Problem requirements - Look through the records below for the line with "id for one section.". Return that line and each one after it up to and including the line with "availability for one section.", exactly.

[Records from a collection]
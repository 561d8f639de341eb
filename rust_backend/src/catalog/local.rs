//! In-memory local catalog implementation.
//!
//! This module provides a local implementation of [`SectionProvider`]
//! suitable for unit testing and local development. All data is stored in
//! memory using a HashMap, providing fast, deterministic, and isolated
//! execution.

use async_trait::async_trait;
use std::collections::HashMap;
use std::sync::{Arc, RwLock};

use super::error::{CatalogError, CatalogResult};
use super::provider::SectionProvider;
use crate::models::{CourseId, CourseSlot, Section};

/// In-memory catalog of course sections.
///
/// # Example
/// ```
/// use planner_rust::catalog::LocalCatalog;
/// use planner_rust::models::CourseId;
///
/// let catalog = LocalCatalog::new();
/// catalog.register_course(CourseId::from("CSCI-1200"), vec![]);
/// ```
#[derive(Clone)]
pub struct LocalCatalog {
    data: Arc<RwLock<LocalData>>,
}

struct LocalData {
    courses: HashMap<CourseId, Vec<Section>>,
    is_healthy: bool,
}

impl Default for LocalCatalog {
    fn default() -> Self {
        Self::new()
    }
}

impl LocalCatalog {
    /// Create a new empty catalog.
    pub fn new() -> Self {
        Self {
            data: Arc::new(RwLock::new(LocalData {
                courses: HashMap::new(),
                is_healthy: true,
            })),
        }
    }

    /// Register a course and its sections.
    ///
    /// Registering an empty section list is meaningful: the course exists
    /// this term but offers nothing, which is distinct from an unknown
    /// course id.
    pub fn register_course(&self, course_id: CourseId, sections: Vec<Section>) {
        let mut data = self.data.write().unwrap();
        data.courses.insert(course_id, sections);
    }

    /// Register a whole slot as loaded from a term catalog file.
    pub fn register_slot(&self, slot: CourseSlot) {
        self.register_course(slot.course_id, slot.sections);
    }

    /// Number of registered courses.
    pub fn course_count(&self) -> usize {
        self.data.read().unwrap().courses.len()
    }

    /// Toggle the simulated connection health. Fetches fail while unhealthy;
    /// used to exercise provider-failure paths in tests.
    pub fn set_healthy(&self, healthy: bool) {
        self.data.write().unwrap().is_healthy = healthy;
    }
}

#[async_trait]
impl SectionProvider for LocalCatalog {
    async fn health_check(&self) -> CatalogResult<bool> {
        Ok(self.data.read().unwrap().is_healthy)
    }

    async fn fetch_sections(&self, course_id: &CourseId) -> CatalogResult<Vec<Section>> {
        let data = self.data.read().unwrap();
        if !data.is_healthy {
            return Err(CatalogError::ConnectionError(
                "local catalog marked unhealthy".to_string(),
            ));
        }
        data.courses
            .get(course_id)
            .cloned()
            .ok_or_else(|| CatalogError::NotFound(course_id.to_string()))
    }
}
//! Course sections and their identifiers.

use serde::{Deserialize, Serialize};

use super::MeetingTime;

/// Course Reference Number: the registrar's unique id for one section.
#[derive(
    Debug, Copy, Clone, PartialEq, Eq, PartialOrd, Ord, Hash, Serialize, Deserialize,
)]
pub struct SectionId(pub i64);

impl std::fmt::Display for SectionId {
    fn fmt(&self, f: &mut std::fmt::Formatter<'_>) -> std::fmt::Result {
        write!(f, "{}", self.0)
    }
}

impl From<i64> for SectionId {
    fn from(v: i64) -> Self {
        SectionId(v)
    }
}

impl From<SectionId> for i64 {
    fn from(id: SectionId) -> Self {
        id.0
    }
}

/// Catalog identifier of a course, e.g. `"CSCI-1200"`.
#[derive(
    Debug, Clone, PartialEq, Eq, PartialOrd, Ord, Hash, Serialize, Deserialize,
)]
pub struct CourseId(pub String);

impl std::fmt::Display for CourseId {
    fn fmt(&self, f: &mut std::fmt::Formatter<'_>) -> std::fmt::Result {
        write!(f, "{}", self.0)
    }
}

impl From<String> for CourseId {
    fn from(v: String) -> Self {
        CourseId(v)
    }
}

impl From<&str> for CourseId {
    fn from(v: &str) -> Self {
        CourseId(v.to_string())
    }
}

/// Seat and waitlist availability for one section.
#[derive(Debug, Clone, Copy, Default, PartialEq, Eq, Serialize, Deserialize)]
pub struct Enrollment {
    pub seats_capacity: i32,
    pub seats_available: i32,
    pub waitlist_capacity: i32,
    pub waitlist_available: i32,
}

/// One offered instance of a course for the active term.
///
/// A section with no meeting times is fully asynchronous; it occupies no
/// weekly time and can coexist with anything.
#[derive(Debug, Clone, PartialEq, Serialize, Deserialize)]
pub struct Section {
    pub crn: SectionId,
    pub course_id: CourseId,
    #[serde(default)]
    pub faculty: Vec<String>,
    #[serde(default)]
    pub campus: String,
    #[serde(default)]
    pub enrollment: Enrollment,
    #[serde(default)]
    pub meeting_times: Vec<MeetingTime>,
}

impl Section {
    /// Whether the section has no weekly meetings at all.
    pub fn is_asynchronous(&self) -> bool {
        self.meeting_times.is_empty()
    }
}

Result of this exercise -
/// Course Reference Number: the registrar's unique id for one section.
#[derive(
    Debug, Copy, Clone, PartialEq, Eq, PartialOrd, Ord, Hash, Serialize, Deserialize,
)]
pub struct SectionId(pub i64);

impl std::fmt::Display for SectionId {
    fn fmt(&self, f: &mut std::fmt::Formatter<'_>) -> std::fmt::Result {
        write!(f, "{}", self.0)
    }
}

impl From<i64> for SectionId {
    fn from(v: i64) -> Self {
        SectionId(v)
    }
}

impl From<SectionId> for i64 {
    fn from(id: SectionId) -> Self {
        id.0
    }
}

/// Catalog identifier of a course, e.g. `"CSCI-1200"`.
#[derive(
    Debug, Clone, PartialEq, Eq, PartialOrd, Ord, Hash, Serialize, Deserialize,
)]
pub struct CourseId(pub String);

impl std::fmt::Display for CourseId {
    fn fmt(&self, f: &mut std::fmt::Formatter<'_>) -> std::fmt::Result {
        write!(f, "{}", self.0)
    }
}

impl From<String> for CourseId {
    fn from(v: String) -> Self {
        CourseId(v)
    }
}

impl From<&str> for CourseId {
    fn from(v: &str) -> Self {
        CourseId(v.to_string())
    }
}

/// Seat and waitlist availability for one section.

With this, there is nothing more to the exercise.